Все страдания нашего гордого, гневного праха
Не прейдут. Они вечны, как мир. Ведь досель
Ты их вытерпеть мог. А раз можешь, ты должен. Без страха
Плечи в небо сильнее упри. И глотай этот эль.
XVIII
Вода стекает с камня в глину,
Чтоб хлюпать под ногой,
Все сделал я, что должен был,
Я отвернулся, я забыл,
Я ухожу домой.
Прощай, мой друг, ничто не вечно
И наша дружба тоже.
И завтра будут позади
Моя тоска и боль в груди -
Все время уничтожит.
И мир мне ширь свою откроет
С дороги на холме.
Смогу я быстро в пыль стереть
Воспоминанья все. И впредь
Сюда нет ходу мне.
Не круглый год дождю идти,
Хоть низко тучи кружат.
Еще увижу небо я,
И обойдем мы все края
С другим, тебя не хуже.
Дом рухнул. Не отстроишь снова.
Нельзя помочь беде.
О, мать! Как, счастия полна,
Рожала, мучаясь, она
Тебя - лежать в воде.
XL5
Мы с ней давно знакомы. Я
Тропинки сокровеннейшие знаю.
И в тихой музыке ухода сентября,
И в пенье белой пены мая
Я чародейку узнаю. Но зря
Не говори здесь, тайну нарушая.
На пожелтевшей хвое, близ ленивых вод
Сосновой шишке сладко спится,
Пусть лиственных лощин молчащий свод
Кукушкою на время оживится -
Вот нищая - трава, и знает пешеход,
Что в сердце нищее любви не воротиться.
Взгляни - еще вчера безжизненные нивы
Уже волнуются, меняются весною,
И поздним летом, под луною, молчаливы,
Стога всю ночь стоят в недвижном строе,
В предзимье, в бурю, буки, сиротливы,
Терзаемы, пятнают снег листвою.
Владей владеньями, моими уж давно.
Как я, броди среди холмов в стране,
Той, где шоссе внизу петляет, но
И над долиною заблещет в вышине.
Пусть лес теней исполнен.
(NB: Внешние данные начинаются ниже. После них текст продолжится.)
//! Codec for IP configuration records.
//!
//! A record ([`Config`]) is a versioned, ordered list of typed attributes. It has two
//! representations: a compact big-endian binary stream ("packed") and a line based
//! `key: value` text stream ("unpacked"). The version selects the [`Schema`] that decides
//! which type each key carries.

mod de;
pub mod endian;
mod error;
mod packed;
pub mod parse;
mod record;
pub mod schema;
mod ser;
mod unpacked;

pub use error::{Error, Result};
pub use record::{Attribute, AttributeValue, Config, Link, Route};
pub use schema::{AttributeType, Schema, SchemaEntry};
Все равно
Он шепотом все тайны выдаст мне.
Но ей, природе бессердечной, ей,
Безмысленной, слепой, нет дела до того,
Кто бродит здесь и там среди ее полей,
Кому ее столь внятно колдовство,
И о следах, оставленных в росе туманных дней,
Она не спросит, чьи - мои? Еще кого?
XLI
Раз вечером, после работы
Домой возвратившись с полей,
Сойдутся соседи. И кто-то
Вдруг вспомнит о флейте моей.
Лишь свет по лугам разольется
Решатся за нею послать.
И флейта найдется,
И станут они танцевать.
И каждый почувствует счастье
Средь этих занятий простых -
И дедушка, глядя с участьем,
Как ветер кружит молодых,
И я, над землею поднявшись,
За музыкой вслед устремясь,
И день, задержавшись,
На звук ее оборотясь.
Взглянув, как танцор загорелый
С зазнобою пляшет своей,
Том Энни обнимет несмело
И тоже закружится с ней.
Глаза она тихо поднимет,
Как сладко обоим молчать!
И музыка с ними,
И флейте весь вечер звучать.
Вдали уже ночь. Нам же света
Довольно еще над землей.
Лучами равнина согрета,
Уснула, не тронута тьмой.
Но нет - зеленеющий клевер
Растаял средь быстрых теней.
И милый наш Север
Уже все темней и темней.
Пусть тени еще торопливей,
Мне с флейтой не страшно моей.
Быстрей, веселее, счастливей
Танцуйте, кружитесь за ней.
Стемнеет - и вечер как не был,
Назавтра уйдете в поля,
А музыка в небо.
И в землю я.
ИЗ КНИГИ "ЕЩЕ СТИХИ"
I.ПАСХАЛЬНЫЙ ГИМН
Что, если и не узнал Ты, что в смерти Твоей смысла нет,
Если в сирийском саду том все спишь Ты две тысячи лет,
И даже в смертном своем Ты не видишь сне,
Как все выше и выше, ночью и днем, в дыму и огне
Ненависть всходит, которую смертью своею
хотел погасить Ты, но только раздул,
Что ж, если так, то спи, Человеческий Сын, Ты навечно уснул.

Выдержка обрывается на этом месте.